▸ Exercise details
Please write out the listing below again in its exact form.

▸ Records for the task
* * * *

//! Sample data for demonstration and testing.
//!
//! This module provides a small project schedule used when the viewer is
//! started without a data file, and by tests that need realistic records.
//!
//! # Examples
//!
//! ```
//! use gantt_protocol::dummy::{sample_range, sample_records};
//!
//! let records = sample_records();
//! assert_eq!(records.len(), 8);
//! assert!(records.iter().all(|r| r.span().is_some()));
//!
//! let range = sample_range();
//! assert_eq!(records[0].start, Some(range.start()));
//! assert_eq!(records[7].finish, Some(range.end()));
//! ```

use chrono::NaiveDate;

use crate::range::DateRange;
use crate::record::{Record, Timestamp};

/// A builder for sample records.
///
/// Reduces boilerplate when the sample schedule is written out by hand.
struct RecordBuilder {
    id: i64,
    task_name: &'static str,
    start: Timestamp,
    finish: Timestamp,
    color: Option<&'static str>,
}

impl RecordBuilder {
    /// Starts a record spanning `start..finish`, each given as
    /// `(month, day, hour)` in 2023.
    fn new(
        id: i64,
        task_name: &'static str,
        start: (u32, u32, u32),
        finish: (u32, u32, u32),
    ) -> Self {
        Self {
            id,
            task_name,
            start: at(start),
            finish: at(finish),
            color: None,
        }
    }

    /// Sets the bar color.
    fn color(mut self, color: &'static str) -> Self {
        self.color = Some(color);
        self
    }

    /// Builds the record, mirroring the name into the `task_name` field.
    fn build(self) -> Record {
        let record = Record::new(self.id, self.task_name, self.start, self.finish)
            .with_field("task_name", self.task_name);
        match self.color {
            Some(color) => record.with_color(color),
            None => record,
        }
    }
}

fn at((month, day, hour): (u32, u32, u32)) -> Timestamp {
    NaiveDate::from_ymd_opt(2023, month, day)
        .and_then(|date| date.and_hms_opt(hour, 0, 0))
        .unwrap_or_default()
}

/// Returns the date range the sample schedule is laid out on:
/// `2023-06-01T09:00` to `2023-06-27T13:00`.
#[must_use]
pub fn sample_range() -> DateRange {
    DateRange::new(at((6, 1, 9)), at((6, 27, 13)))
        .expect("sample range end is after its start")
}

/// Returns a sample project schedule of eight tasks in June 2023.
#[must_use]
pub fn sample_records() -> Vec<Record> {
    vec![
        RecordBuilder::new(1, "Kickoff", (6, 1, 9), (6, 2, 17)).build(),
        RecordBuilder::new(2, "Requirements", (6, 2, 9), (6, 7, 17)).build(),
        RecordBuilder::new(3, "Design", (6, 8, 9), (6, 15, 9))
            .color("rgb(241, 155, 85)")
            .build(),
        RecordBuilder::new(4, "Prototype", (6, 12, 9), (6, 19, 17)).build(),
        RecordBuilder::new(5, "Implementation", (6, 15, 9), (6, 23, 17))
            .color("green")
            .build(),
        RecordBuilder::new(6, "Testing", (6, 20, 9), (6, 26, 12)).build(),
        RecordBuilder::new(7, "Documentation", (6, 21, 9), (6, 26, 17))
            .color("#b08cf0")
            .build(),
        RecordBuilder::new(8, "Release", (6, 27, 9), (6, 27, 13))
            .color("red")
            .build(),
    ]
}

* * * *

▸ Your response
//! Sample data for demonstration and testing.
//!
//! This module provides a small project schedule used when the viewer is
//! started without a data file, and by tests that need realistic records.
//!
//! # Examples
//!
//! ```
//! use gantt_protocol::dummy::{sample_range, sample_records};
//!
//! let records = sample_records();
//! assert_eq!(records.len(), 8);
//! assert!(records.iter().all(|r| r.span().is_some()));
//!
//! let range = sample_range();
//! assert_eq!(records[0].start, Some(range.start()));
//! assert_eq!(records[7].finish, Some(range.end()));
//! ```

use chrono::NaiveDate;

use crate::range::DateRange;
use crate::record::{Record, Timestamp};

/// A builder for sample records.
///
/// Reduces boilerplate when the sample schedule is written out by hand.
struct RecordBuilder {
    id: i64,
    task_name: &'static str,
    start: Timestamp,
    finish: Timestamp,
    color: Option<&'static str>,
}

impl RecordBuilder {
    /// Starts a record spanning `start..finish`, each given as
    /// `(month, day, hour)` in 2023.
    fn new(
        id: i64,
        task_name: &'static str,
        start: (u32, u32, u32),
        finish: (u32, u32, u32),
    ) -> Self {
        Self {
            id,
            task_name,
            start: at(start),
            finish: at(finish),
            color: None,
        }
    }

    /// Sets the bar color.
    fn color(mut self, color: &'static str) -> Self {
        self.color = Some(color);
        self
    }

    /// Builds the record, mirroring the name into the `task_name` field.
    fn build(self) -> Record {
        let record = Record::new(self.id, self.task_name, self.start, self.finish)
            .with_field("task_name", self.task_name);
        match self.color {
            Some(color) => record.with_color(color),
            None => record,
        }
    }
}

fn at((month, day, hour): (u32, u32, u32)) -> Timestamp {
    NaiveDate::from_ymd_opt(2023, month, day)
        .and_then(|date| date.and_hms_opt(hour, 0, 0))
        .unwrap_or_default()
}

/// Returns the date range the sample schedule is laid out on:
/// `2023-06-01T09:00` to `2023-06-27T13:00`.
#[must_use]
pub fn sample_range() -> DateRange {
    DateRange::new(at((6, 1, 9)), at((6, 27, 13)))
        .expect("sample range end is after its start")
}

/// Returns a sample project schedule of eight tasks in June 2023.
#[must_use]
pub fn sample_records() -> Vec<Record> {
    vec![
        RecordBuilder::new(1, "Kickoff", (6, 1, 9), (6, 2, 17)).build(),
        RecordBuilder::new(2, "Requirements", (6, 2, 9), (6, 7, 17)).build(),
        RecordBuilder::new(3, "Design", (6, 8, 9), (6, 15, 9))
            .color("rgb(241, 155, 85)")
            .build(),
        RecordBuilder::new(4, "Prototype", (6, 12, 9), (6, 19, 17)).build(),
        RecordBuilder::new(5, "Implementation", (6, 15, 9), (6, 23, 17))
            .color("green")
            .build(),
        RecordBuilder::new(6, "Testing", (6, 20, 9), (6, 26, 12)).build(),
        RecordBuilder::new(7, "Documentation", (6, 21, 9), (6, 26, 17))
            .color("#b08cf0")
            .build(),
        RecordBuilder::new(8, "Release", (6, 27, 9), (6, 27, 13))
            .color("red")
            .build(),
    ]
}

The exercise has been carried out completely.